Danesh (@thatdaneshguy) is a TikToker with a mission—to track down other users who brag about child abuse on the app and let their local social services and police forces bring about consequences.
It started with one TikTok, in which a child abuse survivor created a jingle about how beating a child with a belt is abuse. There were plenty of stitches to this video, where people bragged about how they hit their children or deliberately snapped belts at the camera in an attempt to upset him, but one, in particular, caught Danesh‘s eye. In it, TikToker @sarahjamison, a right-wing pundit with more than 254,000 followers who posts anti-vaccine videos, smirked at the camera while saying, “Tell me you don’t have kids without telling me you don’t have kids.”
It wasn’t just the apparent admission of abuse on her part that stood out to Danesh but the attempted normalization of it, and the danger that posed to abused children who might be watching. Speaking to the Daily Dot recently, Danesh said he was “livid.”
“I have children and I could never imagine doing that,” he said. “What’s worse is that she’s trying to normalize it for others on this app. There could be children at home getting abused thinking that it’s normal too.”
Deciding he needed to do something, Danesh went back through her other TikToks and was able to find out her full name and the state where she lives. From there, he was able to track down other details including her phone number, which he passed on to Child Protective Services (CPS) along with the video. He then added his own stitch onto the chain, explaining what he’d done and that CPS was “concerned” about the children’s welfare watching the video.
The response to his first TikTok was overwhelming. It received over 6 million views and a lot of abuse survivors reached out to Danesh, sharing their own stories. They also shared how triggering they found videos like the one he had responded to and thanked him for doing the right thing. “I cried for a week straight hearing those stories,” Danesh said, before going on to describe the negative response he’d received, including threats from other TikTok users. He now boasts more than 424,000 TikTok followers.
User @sarahjamison also responded with another TikTok of her own, in which she first stated that she’d “never actually said I’d hit my kids with a belt” before clarifying that she does, in fact, hit her 8-year-old with a belt “maybe once in a while when he does something seriously bad.” Danesh passed the second video on to CPS as well, and ended his stitch of it by saying that “he hopes those kids get help.”
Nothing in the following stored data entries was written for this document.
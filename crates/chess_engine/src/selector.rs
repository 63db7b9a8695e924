use chess_core::{Board, GameState, PositionCodec};
use log::{debug, warn};

use crate::config::EngineConfig;
use crate::deepening::IterativeDeepening;
use crate::error::EngineError;
use crate::evaluation::{Evaluate, Evaluator};

/// Picks a move for a position given as text and answers in coordinate
/// notation.
#[derive(Debug, Clone)]
pub struct MoveSelector<E> {
    evaluator: E,
    config: EngineConfig,
}

impl<E> MoveSelector<E> {
    pub fn new(evaluator: E, config: EngineConfig) -> Result<Self, EngineError> {
        config.validate()?;
        Ok(Self { evaluator, config })
    }

    pub fn config(&self) -> &EngineConfig {
        &self.config
    }

    pub fn select<G>(&self, description: &str) -> Result<String, EngineError>
    where
        G: PositionCodec,
        E: Evaluate<G>,
    {
        let mut state = G::parse_position(description)?;
        let mv = self.select_move(&mut state)?;
        Ok(state.move_to_notation(&mv))
    }

    /// Searches within the configured share of the time budget. Falls back
    /// to the first legal move when no search iteration completes.
    pub fn select_move<G>(&self, state: &mut G) -> Result<G::Move, EngineError>
    where
        G: GameState,
        E: Evaluate<G>,
    {
        if state.is_game_over() {
            return Err(EngineError::NoLegalMoveAvailable);
        }

        let budget = self.config.search_budget()?;
        let controller = IterativeDeepening::new(&self.evaluator, self.config.max_depth);
        let report = controller.run(state, budget);
        debug!(
            "searched to depth {} in {:?} ({} nodes)",
            report.completed_depth, report.elapsed, report.nodes
        );

        match report.best_move {
            Some(mv) => Ok(mv),
            None => {
                warn!("no search result within {:?}, playing the first legal move", budget);
                state
                    .legal_moves()
                    .into_iter()
                    .next()
                    .ok_or(EngineError::NoLegalMoveAvailable)
            }
        }
    }
}

impl MoveSelector<Evaluator<'static>> {
    /// Chess selector using the tables named by `config`.
    pub fn for_chess(config: EngineConfig) -> Result<Self, EngineError> {
        Self::new(Evaluator::new(config.tables()), config)
    }

    pub fn select_chess(&self, description: &str) -> Result<String, EngineError> {
        self.select::<Board>(description)
    }
}

/// Chooses a move for the chess position `description` (a FEN, `startpos`,
/// or empty for the initial position).
pub fn select(description: &str, config: &EngineConfig) -> Result<String, EngineError> {
    MoveSelector::for_chess(*config)?.select_chess(description)
}

#[cfg(test)]
mod tests {
    use super::*;
    use crate::error::ConfigError;

    #[test]
    fn test_default_config_returns_legal_move() {
        let notation = select("startpos", &EngineConfig::default()).unwrap();
        let board = Board::new();
        assert!(board.parse_move(&notation).is_ok(), "illegal move {}", notation);
    }

    #[test]
    fn test_zero_budget_plays_first_legal_move() {
        let config = EngineConfig::default().with_time_budget(0.0);
        let board = Board::new();
        let first = board.move_to_notation(&board.legal_moves()[0]);
        assert_eq!(select("", &config).unwrap(), first);
    }

    #[test]
    fn test_finished_game_has_no_move() {
        let config = EngineConfig::default();
        assert_eq!(
            select("rnb1kbnr/pppp1ppp/8/4p3/6Pq/5P2/PPPPP2P/RNBQKBNR w KQkq - 1 3", &config),
            Err(EngineError::NoLegalMoveAvailable)
        );
        assert_eq!(
            select("7k/5Q2/6K1/8/8/8/8/8 b - - 0 1", &config),
            Err(EngineError::NoLegalMoveAvailable)
        );
    }

    #[test]
    fn test_malformed_position_is_reported() {
        let err = select("not a position", &EngineConfig::default()).unwrap_err();
        assert!(matches!(err, EngineError::MalformedPosition(_)));
    }

    #[test]
    fn test_invalid_config_is_rejected() {
        let config = EngineConfig::default().with_budget_fraction(0.0);
        assert_eq!(
            MoveSelector::for_chess(config).unwrap_err(),
            EngineError::InvalidConfig(ConfigError::InvalidBudgetFraction(0.0))
        );
    }

    #[test]
    fn test_select_move_leaves_state_untouched() {
        let selector = MoveSelector::for_chess(EngineConfig::default().with_max_depth(2)).unwrap();
        let mut board = Board::new();
        let mv = selector.select_move(&mut board).unwrap();
        assert!(board.legal_moves().contains(&mv));
        assert_eq!(board.applied_moves(), 0);
    }
}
According to Danesh, what @sarahjamison admitted to in that video is just the tip of the iceberg, he says, as members of her family allegedly reached out to him after seeing his response on TikTok. They informed him that the situation was “actually much worse” and thanked him for getting involved. After that, he “systematically went after every one on this app who admitted to abusing their child” both to protect children and in an attempt to “denormalize this abusive culture we live in.”
In addition to tracking down the names and locations of admitted, alleged child abusers and handing the video evidence over to the local authorities, Danesh also goes after alleged groomers and child predators on the app. Sometimes he exposes them after other people send in evidence.
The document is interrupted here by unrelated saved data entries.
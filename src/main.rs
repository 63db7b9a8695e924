use std::io::{self, BufRead};

use anyhow::{bail, Context, Result};
use chess_engine::config::{DEFAULT_BUDGET_FRACTION, DEFAULT_MAX_DEPTH, DEFAULT_TIME_BUDGET_SECONDS};
use chess_engine::{EngineConfig, MoveSelector};
use clap::Parser;
use log::{error, info};

/// Prints a move for a chess position in coordinate notation.
#[derive(Parser, Debug)]
#[command(name = "chess-agent", version, about)]
struct Cli {
    /// Position as FEN (quoted or as separate words), or `startpos`.
    /// The initial position when omitted.
    fen: Vec<String>,

    /// Nominal time allotment per move, in seconds
    #[arg(long, default_value_t = DEFAULT_TIME_BUDGET_SECONDS)]
    time: f64,

    /// Maximum search depth in plies
    #[arg(long, default_value_t = DEFAULT_MAX_DEPTH)]
    depth: u8,

    /// Share of the time allotment spent searching
    #[arg(long, default_value_t = DEFAULT_BUDGET_FRACTION)]
    fraction: f64,

    /// Use piece-square tables for every piece type
    #[arg(long)]
    full_pst: bool,

    /// Read one position per line from standard input
    #[arg(long, conflicts_with = "fen")]
    stdin: bool,
}

impl Cli {
    fn config(&self) -> EngineConfig {
        EngineConfig::default()
            .with_time_budget(self.time)
            .with_max_depth(self.depth)
            .with_budget_fraction(self.fraction)
            .with_full_piece_square_tables(self.full_pst)
    }
}

fn main() -> Result<()> {
    env_logger::init();
    let cli = Cli::parse();

    let selector = MoveSelector::for_chess(cli.config()).context("invalid engine settings")?;
    info!("engine settings: {:?}", selector.config());

    if !cli.stdin {
        let fen = cli.fen.join(" ");
        let mv = selector
            .select_chess(&fen)
            .with_context(|| format!("cannot choose a move for `{}`", fen))?;
        println!("{}", mv);
        return Ok(());
    }

    let mut failures = 0usize;
    for line in io::stdin().lock().lines() {
        let line = line.context("failed to read standard input")?;
        let fen = line.trim();
        if fen.is_empty() {
            continue;
        }
        match selector.select_chess(fen) {
            Ok(mv) => println!("{}", mv),
            Err(err) => {
                error!("{}: {}", fen, err);
                println!("none");
                failures += 1;
            }
        }
    }

    if failures > 0 {
        bail!("{} position(s) had no move", failures);
    }
    Ok(())
}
The work doesn’t come without its risks. Danesh has been doxxed, sent death threats, and threatened with false CPS reports about his own child in an attempt to force him to stop doing these TikTok investigations. There was even an incident that apparently involved the FBI, Danesh says in one video. Recently, Danesh’s account was shut down, something which he attributes to mass reporting and TikTok’s largely automated moderation system—its machine learning he says can’t distinguish between satire, criticism, or support of hot-button topics.
However, thanks to a mass appeal campaign from his followers, Danesh was able to get his account back.
For now, Danesh is back to chasing down predators and child abusers on TikTok, and he intends to continue doing so for the foreseeable future.